[Saved entries]
········

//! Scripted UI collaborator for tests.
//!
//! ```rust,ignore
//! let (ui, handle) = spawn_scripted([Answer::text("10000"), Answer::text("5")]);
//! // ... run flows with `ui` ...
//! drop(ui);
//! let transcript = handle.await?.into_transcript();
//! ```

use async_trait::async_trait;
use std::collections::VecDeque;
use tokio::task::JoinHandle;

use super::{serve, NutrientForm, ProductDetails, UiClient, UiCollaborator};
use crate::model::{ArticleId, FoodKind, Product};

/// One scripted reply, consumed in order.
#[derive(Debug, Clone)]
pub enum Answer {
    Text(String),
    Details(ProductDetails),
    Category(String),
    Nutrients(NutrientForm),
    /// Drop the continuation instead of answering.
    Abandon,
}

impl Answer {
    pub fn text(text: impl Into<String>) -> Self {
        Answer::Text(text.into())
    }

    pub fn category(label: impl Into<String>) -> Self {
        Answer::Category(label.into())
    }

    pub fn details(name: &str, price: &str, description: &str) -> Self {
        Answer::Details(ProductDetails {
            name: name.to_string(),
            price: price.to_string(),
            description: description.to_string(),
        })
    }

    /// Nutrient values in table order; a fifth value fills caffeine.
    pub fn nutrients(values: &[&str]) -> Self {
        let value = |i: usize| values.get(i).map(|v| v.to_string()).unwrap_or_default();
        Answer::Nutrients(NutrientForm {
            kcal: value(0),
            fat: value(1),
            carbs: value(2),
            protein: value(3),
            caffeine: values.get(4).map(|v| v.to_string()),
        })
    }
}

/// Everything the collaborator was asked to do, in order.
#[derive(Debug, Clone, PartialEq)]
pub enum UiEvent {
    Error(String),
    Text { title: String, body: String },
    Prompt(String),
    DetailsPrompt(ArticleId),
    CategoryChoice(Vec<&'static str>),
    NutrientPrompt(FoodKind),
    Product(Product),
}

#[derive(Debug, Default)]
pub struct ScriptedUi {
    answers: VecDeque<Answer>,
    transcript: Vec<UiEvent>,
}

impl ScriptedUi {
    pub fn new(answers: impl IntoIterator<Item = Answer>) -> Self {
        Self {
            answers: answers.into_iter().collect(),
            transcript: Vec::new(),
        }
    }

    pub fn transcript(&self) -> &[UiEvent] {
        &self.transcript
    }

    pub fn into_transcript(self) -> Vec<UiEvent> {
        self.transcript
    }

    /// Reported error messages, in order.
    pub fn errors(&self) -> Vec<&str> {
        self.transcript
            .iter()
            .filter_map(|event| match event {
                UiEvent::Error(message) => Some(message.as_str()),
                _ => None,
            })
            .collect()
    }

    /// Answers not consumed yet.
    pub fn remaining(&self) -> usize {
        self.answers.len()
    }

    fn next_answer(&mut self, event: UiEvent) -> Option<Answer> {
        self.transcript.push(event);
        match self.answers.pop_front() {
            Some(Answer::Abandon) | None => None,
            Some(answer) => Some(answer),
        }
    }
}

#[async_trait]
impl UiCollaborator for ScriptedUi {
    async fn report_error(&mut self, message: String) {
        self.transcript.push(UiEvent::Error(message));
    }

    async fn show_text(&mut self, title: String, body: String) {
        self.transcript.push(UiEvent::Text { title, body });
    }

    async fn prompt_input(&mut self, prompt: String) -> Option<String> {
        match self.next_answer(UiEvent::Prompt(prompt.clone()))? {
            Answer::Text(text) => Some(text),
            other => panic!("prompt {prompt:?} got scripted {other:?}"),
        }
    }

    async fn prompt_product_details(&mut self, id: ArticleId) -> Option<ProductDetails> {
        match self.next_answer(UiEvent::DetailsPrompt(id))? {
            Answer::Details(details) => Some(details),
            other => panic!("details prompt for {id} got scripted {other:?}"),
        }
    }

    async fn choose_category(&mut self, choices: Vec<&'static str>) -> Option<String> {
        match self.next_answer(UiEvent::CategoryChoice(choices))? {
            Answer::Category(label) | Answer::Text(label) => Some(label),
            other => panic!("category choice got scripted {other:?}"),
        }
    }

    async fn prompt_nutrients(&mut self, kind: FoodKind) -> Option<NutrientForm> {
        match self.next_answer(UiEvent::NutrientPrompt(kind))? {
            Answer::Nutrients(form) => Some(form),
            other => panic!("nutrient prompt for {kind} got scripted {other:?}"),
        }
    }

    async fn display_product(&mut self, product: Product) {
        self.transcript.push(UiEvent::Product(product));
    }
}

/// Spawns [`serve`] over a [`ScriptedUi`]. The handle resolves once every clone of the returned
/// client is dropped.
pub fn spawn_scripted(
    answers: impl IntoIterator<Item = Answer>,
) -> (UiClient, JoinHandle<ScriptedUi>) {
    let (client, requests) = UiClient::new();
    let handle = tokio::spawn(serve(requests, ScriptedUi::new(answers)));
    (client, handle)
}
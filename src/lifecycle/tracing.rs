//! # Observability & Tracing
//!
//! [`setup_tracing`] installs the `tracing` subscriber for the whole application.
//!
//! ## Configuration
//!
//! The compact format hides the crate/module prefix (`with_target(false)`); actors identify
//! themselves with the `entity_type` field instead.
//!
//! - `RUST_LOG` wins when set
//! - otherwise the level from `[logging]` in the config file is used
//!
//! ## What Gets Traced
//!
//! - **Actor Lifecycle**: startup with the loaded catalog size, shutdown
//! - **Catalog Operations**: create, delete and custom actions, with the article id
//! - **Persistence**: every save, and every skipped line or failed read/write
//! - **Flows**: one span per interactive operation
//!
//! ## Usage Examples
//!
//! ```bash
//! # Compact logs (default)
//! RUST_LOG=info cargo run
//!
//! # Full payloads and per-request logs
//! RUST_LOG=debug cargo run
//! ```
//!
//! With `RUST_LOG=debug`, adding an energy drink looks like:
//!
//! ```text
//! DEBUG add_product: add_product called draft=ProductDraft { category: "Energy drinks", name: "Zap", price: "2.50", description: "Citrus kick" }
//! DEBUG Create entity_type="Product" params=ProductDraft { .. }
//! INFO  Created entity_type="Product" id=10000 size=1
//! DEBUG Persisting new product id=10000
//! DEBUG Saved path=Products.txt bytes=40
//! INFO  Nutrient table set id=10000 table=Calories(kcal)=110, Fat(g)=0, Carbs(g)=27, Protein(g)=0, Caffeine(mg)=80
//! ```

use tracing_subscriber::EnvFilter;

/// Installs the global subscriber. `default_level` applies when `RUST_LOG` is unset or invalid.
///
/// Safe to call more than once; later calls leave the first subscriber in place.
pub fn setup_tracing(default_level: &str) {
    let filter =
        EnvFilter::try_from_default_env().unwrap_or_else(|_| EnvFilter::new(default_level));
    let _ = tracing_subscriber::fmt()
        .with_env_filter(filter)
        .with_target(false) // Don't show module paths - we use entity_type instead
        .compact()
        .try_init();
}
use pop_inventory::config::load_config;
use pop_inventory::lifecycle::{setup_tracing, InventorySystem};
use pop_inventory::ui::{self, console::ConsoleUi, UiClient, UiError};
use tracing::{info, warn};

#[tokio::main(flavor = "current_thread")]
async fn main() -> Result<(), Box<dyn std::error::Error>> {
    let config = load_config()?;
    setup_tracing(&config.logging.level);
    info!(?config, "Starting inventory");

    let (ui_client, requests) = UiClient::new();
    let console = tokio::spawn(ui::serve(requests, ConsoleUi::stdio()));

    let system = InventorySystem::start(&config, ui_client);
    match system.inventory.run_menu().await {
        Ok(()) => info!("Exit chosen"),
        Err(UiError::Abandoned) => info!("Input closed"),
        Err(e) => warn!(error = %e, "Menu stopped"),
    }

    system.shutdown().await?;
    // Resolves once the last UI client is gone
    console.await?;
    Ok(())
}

········

_EXERCISE PROMPT_
Give the count of lines above that include the word "description", stating no other information.

_RESPONSE BELOW_
3